PROBLEM DETAILS:
Copy out exactly every line from the line containing "-> Result<Json<Vec<InvalidationRecord>>, ApiError>" until the records below end, inclusive of both boundary lines.

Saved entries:
------------------------------------------------------------------------

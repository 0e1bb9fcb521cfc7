//! Client-side request resilience: duplicate/burst suppression plus per-endpoint
//! circuit breakers in front of the transport.
//!
//! The dedup guard decides whether an attempt is made at all; the breaker
//! decides whether an attempted call reaches the transport and records how it
//! went. Both registries are owned by the [`ResilientClient`] they are injected
//! into, so separate clients (tabs, tenants, tests) never share state.

mod breaker;
mod dedup;

use color_eyre::Result;
use std::future::Future;
use std::sync::Arc;
use std::time::Duration;
use thiserror::Error;
use tracing::debug;

use crate::http::{FetchRequest, FetchResponse};
use crate::network::Network;

pub use breaker::{
  BreakerConfig, BreakerPermit, BreakerRegistry, BreakerState, CircuitBreaker, CircuitBreakerState,
};
pub use dedup::{GuardConfig, InFlightTicket, RequestGuard, RequestKey};

/// Why a call was refused before reaching the network.
///
/// Returned inside the `eyre::Report`; use `report.downcast_ref::<GuardError>()`.
#[derive(Debug, Clone, PartialEq, Eq, Error)]
pub enum GuardError {
  #[error("circuit open for {endpoint}; retry in {retry_after:?}")]
  CircuitOpen {
    endpoint: String,
    retry_after: Duration,
  },

  #[error("circuit for {endpoint} is half-open and already probing")]
  TrialInProgress { endpoint: String },

  #[error("identical request {request} is already in flight")]
  InFlight { request: String },

  #[error("request {request} repeated too soon; retry in {retry_after:?}")]
  TooSoon {
    request: String,
    retry_after: Duration,
  },

  #[error("request {request} blocked after a burst; retry in {retry_after:?}")]
  Blocked {
    request: String,
    retry_after: Duration,
  },
}

impl GuardError {
  /// How long to wait before the same call could be admitted, when known.
  pub fn retry_after(&self) -> Option<Duration> {
    match self {
      GuardError::CircuitOpen { retry_after, .. }
      | GuardError::TooSoon { retry_after, .. }
      | GuardError::Blocked { retry_after, .. } => Some(*retry_after),
      GuardError::TrialInProgress { .. } | GuardError::InFlight { .. } => None,
    }
  }
}

/// Breaker key for a request: method plus host and path, ignoring the query.
pub fn endpoint_key(request: &FetchRequest) -> String {
  match url::Url::parse(&request.url) {
    Ok(url) => format!(
      "{} {}{}",
      request.method,
      url.host_str().unwrap_or_default(),
      url.path()
    ),
    Err(_) => format!("{} {}", request.method, request.path()),
  }
}

/// Outbound client wrapping a transport with the guard and breakers.
#[derive(Clone)]
pub struct ResilientClient {
  transport: Arc<dyn Network>,
  guard: Arc<RequestGuard>,
  breakers: Arc<BreakerRegistry>,
}

impl ResilientClient {
  pub fn new(
    transport: Arc<dyn Network>,
    guard: Arc<RequestGuard>,
    breakers: Arc<BreakerRegistry>,
  ) -> Self {
    Self {
      transport,
      guard,
      breakers,
    }
  }

  pub fn guard(&self) -> &Arc<RequestGuard> {
    &self.guard
  }

  pub fn breakers(&self) -> &Arc<BreakerRegistry> {
    &self.breakers
  }

  /// Send a request through the guard and the endpoint's breaker.
  ///
  /// Transport errors and 5xx responses count as breaker failures. A queued
  /// acceptance or a cached fallback never reached the origin, so neither is
  /// recorded and both are returned as-is.
  pub async fn fetch(&self, request: &FetchRequest) -> Result<FetchResponse> {
    let key = RequestKey::from_request(request);
    let endpoint = endpoint_key(request);

    let _ticket = self.guard.admit(&key)?;
    let permit = self.breakers.acquire(&endpoint)?;

    match self.transport.fetch(request).await {
      Ok(response) if response.queued_request_id().is_some() => {
        debug!(endpoint = %endpoint, "request queued; breaker outcome not recorded");
        drop(permit);
        Ok(response)
      }
      Ok(response) if response.is_from_cache() => {
        debug!(endpoint = %endpoint, "served from cache; breaker outcome not recorded");
        drop(permit);
        Ok(response)
      }
      Ok(response) if response.is_server_error() => {
        permit.failure();
        Ok(response)
      }
      Ok(response) => {
        permit.success();
        Ok(response)
      }
      Err(e) => {
        permit.failure();
        Err(e)
      }
    }
  }

  /// Run an arbitrary async operation under the guard and a breaker.
  pub async fn call<T, F, Fut>(&self, key: &RequestKey, endpoint: &str, operation: F) -> Result<T>
  where
    F: FnOnce() -> Fut,
    Fut: Future<Output = Result<T>>,
  {
    let _ticket = self.guard.admit(key)?;
    let permit = self.breakers.acquire(endpoint)?;

    match operation().await {
      Ok(value) => {
        permit.success();
        Ok(value)
      }
      Err(e) => {
        permit.failure();
        Err(e)
      }
    }
  }
}

#[cfg(test)]
mod tests {
  use super::*;
  use crate::testing::FakeNetwork;

  fn client(network: Arc<FakeNetwork>) -> ResilientClient {
    ResilientClient::new(
      network,
      Arc::new(RequestGuard::default()),
      Arc::new(BreakerRegistry::default()),
    )
  }

  fn page(n: u32) -> FetchRequest {
    FetchRequest::get(format!("http://a.test/api/tasks?page={}", n))
  }

  fn guard_error(report: &color_eyre::Report) -> &GuardError {
    report
      .downcast_ref::<GuardError>()
      .expect("expected a guard rejection")
  }

  #[test]
  fn test_endpoint_key_ignores_query() {
    assert_eq!(endpoint_key(&page(1)), "GET a.test/api/tasks");
    assert_eq!(endpoint_key(&page(1)), endpoint_key(&page(2)));
  }

  #[tokio::test(start_paused = true)]
  async fn test_open_circuit_rejects_without_network() {
    let network = Arc::new(FakeNetwork::new());
    network.set_online(false);
    let client = client(network.clone());

    for n in 0..5 {
      assert!(client.fetch(&page(n)).await.is_err());
    }
    assert_eq!(network.requests().len(), 5);

    let err = client.fetch(&page(5)).await.unwrap_err();
    assert!(matches!(guard_error(&err), GuardError::CircuitOpen { .. }));
    assert_eq!(network.requests().len(), 5);

    tokio::time::advance(Duration::from_secs(31)).await;
    network.set_online(true);
    network.respond_to_all(FetchResponse::new(200, "[]"));

    for n in 6..9 {
      client.fetch(&page(n)).await.unwrap();
    }
    assert_eq!(
      client.breakers().state("GET a.test/api/tasks"),
      BreakerState::Closed
    );
  }

  #[tokio::test(start_paused = true)]
  async fn test_server_errors_count_as_failures() {
    let network = Arc::new(FakeNetwork::new());
    network.respond_to_all(FetchResponse::new(503, ""));
    let client = client(network.clone());

    for n in 0..5 {
      let response = client.fetch(&page(n)).await.unwrap();
      assert_eq!(response.status, 503);
    }
    assert_eq!(
      client.breakers().state("GET a.test/api/tasks"),
      BreakerState::Open
    );
  }

  #[tokio::test(start_paused = true)]
  async fn test_duplicate_call_too_soon() {
    let network = Arc::new(FakeNetwork::new());
    network.respond_to_all(FetchResponse::new(200, "[]"));
    let client = client(network.clone());

    client.fetch(&page(1)).await.unwrap();
    let err = client.fetch(&page(1)).await.unwrap_err();
    let rejection = guard_error(&err);
    assert!(matches!(rejection, GuardError::TooSoon { .. }));
    assert!(rejection.retry_after().is_some());
    assert_eq!(network.requests().len(), 1);

    tokio::time::advance(Duration::from_millis(1001)).await;
    client.fetch(&page(1)).await.unwrap();
  }

  #[tokio::test(start_paused = true)]
  async fn test_queued_response_does_not_touch_breaker() {
    let network = Arc::new(FakeNetwork::new());
    network.respond_to_all(crate::cache::queued_response("q-1"));
    let client = client(network);

    let request = FetchRequest::new("POST", "http://a.test/api/tasks").with_body("{}");
    let response = client.fetch(&request).await.unwrap();
    assert_eq!(response.queued_request_id(), Some("q-1"));
    assert!(client.breakers().snapshot().is_empty());
  }

  #[tokio::test(start_paused = true)]
  async fn test_cache_fallbacks_do_not_reset_failures() {
    let network = Arc::new(FakeNetwork::new());
    let offline = crate::cache::offline_payload();
    let cached = FetchResponse::new(200, "[]").with_header(crate::http::SERVED_FROM_HEADER, "cache");
    for n in 0..10 {
      let response = if n % 2 == 0 { cached.clone() } else { offline.clone() };
      network.respond("GET", &page(n).url, response);
    }
    let client = client(network.clone());

    for n in 0..10 {
      let _ = client.fetch(&page(n)).await;
    }
    assert_eq!(
      client.breakers().state("GET a.test/api/tasks"),
      BreakerState::Open
    );

    let err = client.fetch(&page(10)).await.unwrap_err();
    assert!(matches!(guard_error(&err), GuardError::CircuitOpen { .. }));
    assert_eq!(network.requests().len(), 10);
  }

  #[tokio::test(start_paused = true)]
  async fn test_call_wraps_arbitrary_operations() {
    let client = client(Arc::new(FakeNetwork::new()));
    let key = RequestKey::new("RPC", "export", None);

    let value = client
      .call(&key, "export", || async { Ok::<_, color_eyre::Report>(42) })
      .await
      .unwrap();
    assert_eq!(value, 42);

    let err = client
      .call(&key, "export", || async { Ok::<_, color_eyre::Report>(0) })
      .await
      .unwrap_err();
    assert!(matches!(guard_error(&err), GuardError::TooSoon { .. }));
  }
}
//! Control-plane HTTP API for the cache epoch.

use axum::{
  extract::{rejection::JsonRejection, Query, State},
  http::{header::AUTHORIZATION, HeaderMap, StatusCode},
  response::{IntoResponse, Response},
  routing::get,
  Json, Router,
};
use chrono::{DateTime, Utc};
use color_eyre::{eyre::eyre, Result};
use serde::{Deserialize, Serialize};
use serde_json::json;
use sha2::{Digest, Sha256};
use std::net::SocketAddr;
use std::sync::Arc;
use thiserror::Error;
use tracing::{info, warn};

use super::state::{InvalidationAction, InvalidationRecord, VersionStore};

pub const STATUS_PATH: &str = "/api/cache-control";
pub const HISTORY_PATH: &str = "/api/cache-control/history";

const DEFAULT_HISTORY_LIMIT: usize = 20;
const MAX_HISTORY_LIMIT: usize = 500;

#[derive(Debug, Error)]
pub enum ApiError {
  #[error("Unauthorized")]
  Unauthorized,

  #[error("{0}")]
  BadRequest(String),

  #[error("Internal error: {0}")]
  Internal(String),
}

impl IntoResponse for ApiError {
  fn into_response(self) -> Response {
    let status = match &self {
      ApiError::Unauthorized => StatusCode::UNAUTHORIZED,
      ApiError::BadRequest(_) => StatusCode::BAD_REQUEST,
      ApiError::Internal(_) => StatusCode::INTERNAL_SERVER_ERROR,
    };
    (status, Json(json!({ "error": self.to_string() }))).into_response()
  }
}

impl From<color_eyre::Report> for ApiError {
  fn from(e: color_eyre::Report) -> Self {
    ApiError::Internal(e.to_string())
  }
}

/// Shared state behind the router.
pub struct ControlPlane {
  store: VersionStore,
  /// SHA-256 of the operator token; None disables every authenticated route
  token_digest: Option<[u8; 32]>,
}

impl ControlPlane {
  pub fn new(store: VersionStore, operator_token: Option<&str>) -> Self {
    if operator_token.is_none() {
      warn!("no operator token configured; cache invalidation is disabled");
    }
    Self {
      store,
      token_digest: operator_token.map(digest),
    }
  }

  pub fn store(&self) -> &VersionStore {
    &self.store
  }

  fn authorize(&self, headers: &HeaderMap) -> Result<(), ApiError> {
    let expected = self.token_digest.ok_or(ApiError::Unauthorized)?;
    let presented = headers
      .get(AUTHORIZATION)
      .and_then(|value| value.to_str().ok())
      .and_then(|value| value.strip_prefix("Bearer "))
      .ok_or(ApiError::Unauthorized)?;

    if digest(presented.trim()) == expected {
      Ok(())
    } else {
      Err(ApiError::Unauthorized)
    }
  }
}

fn digest(token: &str) -> [u8; 32] {
  let mut out = [0u8; 32];
  out.copy_from_slice(&Sha256::digest(token.as_bytes()));
  out
}

#[derive(Debug, Serialize, Deserialize)]
#[serde(rename_all = "camelCase")]
pub struct StatusResponse {
  pub current_version: u64,
  pub last_invalidation: Option<DateTime<Utc>>,
  pub force_update: bool,
  pub timestamp: DateTime<Utc>,
}

#[derive(Debug, Serialize, Deserialize)]
pub struct InvalidateRequest {
  pub action: String,
  #[serde(default)]
  pub reason: Option<String>,
}

#[derive(Debug, Serialize, Deserialize)]
#[serde(rename_all = "camelCase")]
pub struct InvalidateResponse {
  pub success: bool,
  pub action: InvalidationAction,
  pub new_version: u64,
  pub force_update: bool,
  pub last_invalidation: Option<DateTime<Utc>>,
  pub reason: Option<String>,
  pub timestamp: DateTime<Utc>,
}

#[derive(Debug, Deserialize)]
pub struct HistoryQuery {
  pub limit: Option<usize>,
}

pub fn router(plane: Arc<ControlPlane>) -> Router {
  Router::new()
    .route(STATUS_PATH, get(status).post(invalidate))
    .route(HISTORY_PATH, get(history))
    .route("/health", get(health))
    .with_state(plane)
}

/// Serve the control plane until Ctrl-C.
pub async fn serve(bind: SocketAddr, plane: Arc<ControlPlane>) -> Result<()> {
  let listener = tokio::net::TcpListener::bind(bind)
    .await
    .map_err(|e| eyre!("Failed to bind {}: {}", bind, e))?;
  info!(addr = %bind, "cache control plane listening");

  axum::serve(listener, router(plane))
    .with_graceful_shutdown(async {
      let _ = tokio::signal::ctrl_c().await;
    })
    .await
    .map_err(|e| eyre!("Control plane server failed: {}", e))
}

async fn health() -> impl IntoResponse {
  "OK"
}

/// GET /api/cache-control
async fn status(State(plane): State<Arc<ControlPlane>>) -> Result<Json<StatusResponse>, ApiError> {
  let state = plane.store.load()?;
  Ok(Json(StatusResponse {
    current_version: state.current_version,
    last_invalidation: state.last_invalidation,
    force_update: state.force_update,
    timestamp: Utc::now(),
  }))
}

/// POST /api/cache-control
async fn invalidate(
  State(plane): State<Arc<ControlPlane>>,
  headers: HeaderMap,
  body: Result<Json<InvalidateRequest>, JsonRejection>,
) -> Result<Json<InvalidateResponse>, ApiError> {
  plane.authorize(&headers)?;

  let Json(request) = body.map_err(|e| ApiError::BadRequest(e.body_text()))?;
  let action: InvalidationAction = request
    .action
    .parse()
    .map_err(|_| ApiError::BadRequest(format!("Unknown action: {}", request.action)))?;

  let state = plane.store.apply(action, request.reason.as_deref())?;
  Ok(Json(InvalidateResponse {
    success: true,
    action,
    new_version: state.current_version,
    force_update: state.force_update,
    last_invalidation: state.last_invalidation,
    reason: request.reason,
    timestamp: Utc::now(),
  }))
}

/// GET /api/cache-control/history
async fn history(
  State(plane): State<Arc<ControlPlane>>,
  headers: HeaderMap,
  Query(query): Query<HistoryQuery>,
) -> Result<Json<Vec<InvalidationRecord>>, ApiError> {
  plane.authorize(&headers)?;
  let limit = query
    .limit
    .unwrap_or(DEFAULT_HISTORY_LIMIT)
    .clamp(1, MAX_HISTORY_LIMIT);
  Ok(Json(plane.store.history(limit)?))
}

------------------------------------------------------------------------

TASK RESPONSE:
) -> Result<Json<Vec<InvalidationRecord>>, ApiError> {
  plane.authorize(&headers)?;
  let limit = query
    .limit
    .unwrap_or(DEFAULT_HISTORY_LIMIT)
    .clamp(1, MAX_HISTORY_LIMIT);
  Ok(Json(plane.store.history(limit)?))
}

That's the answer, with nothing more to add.